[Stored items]
+--

//! Order, fill and rejection records.

use serde::{Deserialize, Serialize};
use std::fmt;

pub type OrderId = u64;

/// Position/order direction. One-way mode: the account is long, short, or
/// flat, never both.
#[derive(Debug, Clone, Copy, PartialEq, Eq, Serialize, Deserialize)]
#[serde(rename_all = "snake_case")]
pub enum Side {
    Long,
    Short,
}

impl Side {
    /// +1 for long, -1 for short; multiplies price moves into PnL.
    pub fn sign(&self) -> f64 {
        match self {
            Side::Long => 1.0,
            Side::Short => -1.0,
        }
    }

    pub fn opposite(&self) -> Side {
        match self {
            Side::Long => Side::Short,
            Side::Short => Side::Long,
        }
    }

    pub fn as_str(&self) -> &'static str {
        match self {
            Side::Long => "long",
            Side::Short => "short",
        }
    }
}

impl fmt::Display for Side {
    fn fmt(&self, f: &mut fmt::Formatter<'_>) -> fmt::Result {
        write!(f, "{}", self.as_str())
    }
}

#[derive(Debug, Clone, Copy, PartialEq, Eq, Serialize, Deserialize)]
#[serde(rename_all = "snake_case")]
pub enum OrderType {
    Market,
    Limit,
    StopMarket,
    StopLimit,
}

/// Which way price must move to trigger a stop order.
#[derive(Debug, Clone, Copy, PartialEq, Eq, Serialize, Deserialize)]
#[serde(rename_all = "snake_case")]
pub enum TriggerDirection {
    RisesTo,
    FallsTo,
}

#[derive(Debug, Clone, Copy, PartialEq, Eq, Serialize, Deserialize, Default)]
#[serde(rename_all = "SCREAMING_SNAKE_CASE")]
pub enum TimeInForce {
    #[default]
    Gtc,
    Ioc,
    Fok,
    PostOnly,
}

#[derive(Debug, Clone, Copy, PartialEq, Eq, Serialize, Deserialize)]
#[serde(rename_all = "snake_case")]
pub enum OrderStatus {
    New,
    /// A stop-limit whose trigger fired; now resting at its limit price.
    Triggered,
    Filled,
    Cancelled,
    Rejected,
}

/// A resting or in-flight order. Created by the runner, owned by the order
/// book until filled, cancelled or rejected.
#[derive(Debug, Clone, PartialEq, Serialize, Deserialize)]
pub struct Order {
    pub id: OrderId,
    pub side: Side,
    /// Notional in USDT at submission.
    pub size_usdt: f64,
    pub order_type: OrderType,
    #[serde(default, skip_serializing_if = "Option::is_none")]
    pub limit_price: Option<f64>,
    #[serde(default, skip_serializing_if = "Option::is_none")]
    pub trigger_price: Option<f64>,
    #[serde(default, skip_serializing_if = "Option::is_none")]
    pub trigger_direction: Option<TriggerDirection>,
    #[serde(default)]
    pub time_in_force: TimeInForce,
    #[serde(default)]
    pub reduce_only: bool,
    #[serde(default, skip_serializing_if = "Option::is_none")]
    pub stop_loss: Option<f64>,
    #[serde(default, skip_serializing_if = "Option::is_none")]
    pub take_profit: Option<f64>,
    pub leverage: f64,
    pub created_ts_ms: i64,
    pub status: OrderStatus,
}

impl Order {
    pub fn is_active(&self) -> bool {
        matches!(self.status, OrderStatus::New | OrderStatus::Triggered)
    }
}

/// Why a fill happened.
#[derive(Debug, Clone, Copy, PartialEq, Eq, Serialize, Deserialize)]
#[serde(rename_all = "snake_case")]
pub enum FillReason {
    Entry,
    ExitTp,
    ExitSl,
    ExitSignal,
    ExitLiquidation,
    ExitEndOfData,
    ExitPartial,
}

impl FillReason {
    pub fn as_str(&self) -> &'static str {
        match self {
            FillReason::Entry => "entry",
            FillReason::ExitTp => "exit_tp",
            FillReason::ExitSl => "exit_sl",
            FillReason::ExitSignal => "exit_signal",
            FillReason::ExitLiquidation => "exit_liquidation",
            FillReason::ExitEndOfData => "exit_end_of_data",
            FillReason::ExitPartial => "exit_partial",
        }
    }

    pub fn is_exit(&self) -> bool {
        !matches!(self, FillReason::Entry)
    }
}

/// An execution record.
#[derive(Debug, Clone, Copy, PartialEq, Serialize, Deserialize)]
pub struct Fill {
    pub ts_ms: i64,
    pub price: f64,
    pub size_qty: f64,
    pub fee_usdt: f64,
    pub reason: FillReason,
    pub slippage_applied_bps: f64,
}

/// Why an order was rejected without aborting the run.
#[derive(Debug, Clone, Copy, PartialEq, Eq, Serialize, Deserialize)]
#[serde(rename_all = "snake_case")]
pub enum RejectReason {
    BelowMinNotional,
    /// Non-reduce-only order while a position is open (one-way mode).
    OneWayViolation,
    ExceedsMaxLeverage,
    ReduceOnlyWithoutPosition,
    InsufficientBalance,
    /// IOC/FOK/PostOnly constraint could not be satisfied at submission.
    TimeInForce,
}

impl RejectReason {
    pub fn as_str(&self) -> &'static str {
        match self {
            RejectReason::BelowMinNotional => "below_min_notional",
            RejectReason::OneWayViolation => "one_way_violation",
            RejectReason::ExceedsMaxLeverage => "exceeds_max_leverage",
            RejectReason::ReduceOnlyWithoutPosition => "reduce_only_without_position",
            RejectReason::InsufficientBalance => "insufficient_balance",
            RejectReason::TimeInForce => "time_in_force",
        }
    }
}

/// A recorded rejection: counted, never fatal.
#[derive(Debug, Clone, PartialEq, Serialize, Deserialize)]
pub struct Rejection {
    pub ts_ms: i64,
    pub reason: RejectReason,
    pub side: Side,
    pub size_usdt: f64,
}

#[cfg(test)]
mod tests {
    use super::*;

    #[test]
    fn side_sign_and_opposite() {
        assert_eq!(Side::Long.sign(), 1.0);
        assert_eq!(Side::Short.sign(), -1.0);
        assert_eq!(Side::Long.opposite(), Side::Short);
    }

    #[test]
    fn fill_reason_labels() {
        assert_eq!(FillReason::ExitLiquidation.as_str(), "exit_liquidation");
        assert!(FillReason::ExitSl.is_exit());
        assert!(!FillReason::Entry.is_exit());
    }

    #[test]
    fn order_activity_by_status() {
        let mut order = Order {
            id: 1,
            side: Side::Long,
            size_usdt: 1_000.0,
            order_type: OrderType::StopMarket,
            limit_price: None,
            trigger_price: Some(50_000.0),
            trigger_direction: Some(TriggerDirection::RisesTo),
            time_in_force: TimeInForce::Gtc,
            reduce_only: false,
            stop_loss: None,
            take_profit: None,
            leverage: 1.0,
            created_ts_ms: 0,
            status: OrderStatus::New,
        };
        assert!(order.is_active());
        order.status = OrderStatus::Filled;
        assert!(!order.is_active());
    }
}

+--

Assigned task. Lines from the top of the data above through the line with "flat, never both.", both ends included: copy them exactly, nothing more.

Answer space.
//! Order, fill and rejection records.

use serde::{Deserialize, Serialize};
use std::fmt;

pub type OrderId = u64;

/// Position/order direction. One-way mode: the account is long, short, or
/// flat, never both.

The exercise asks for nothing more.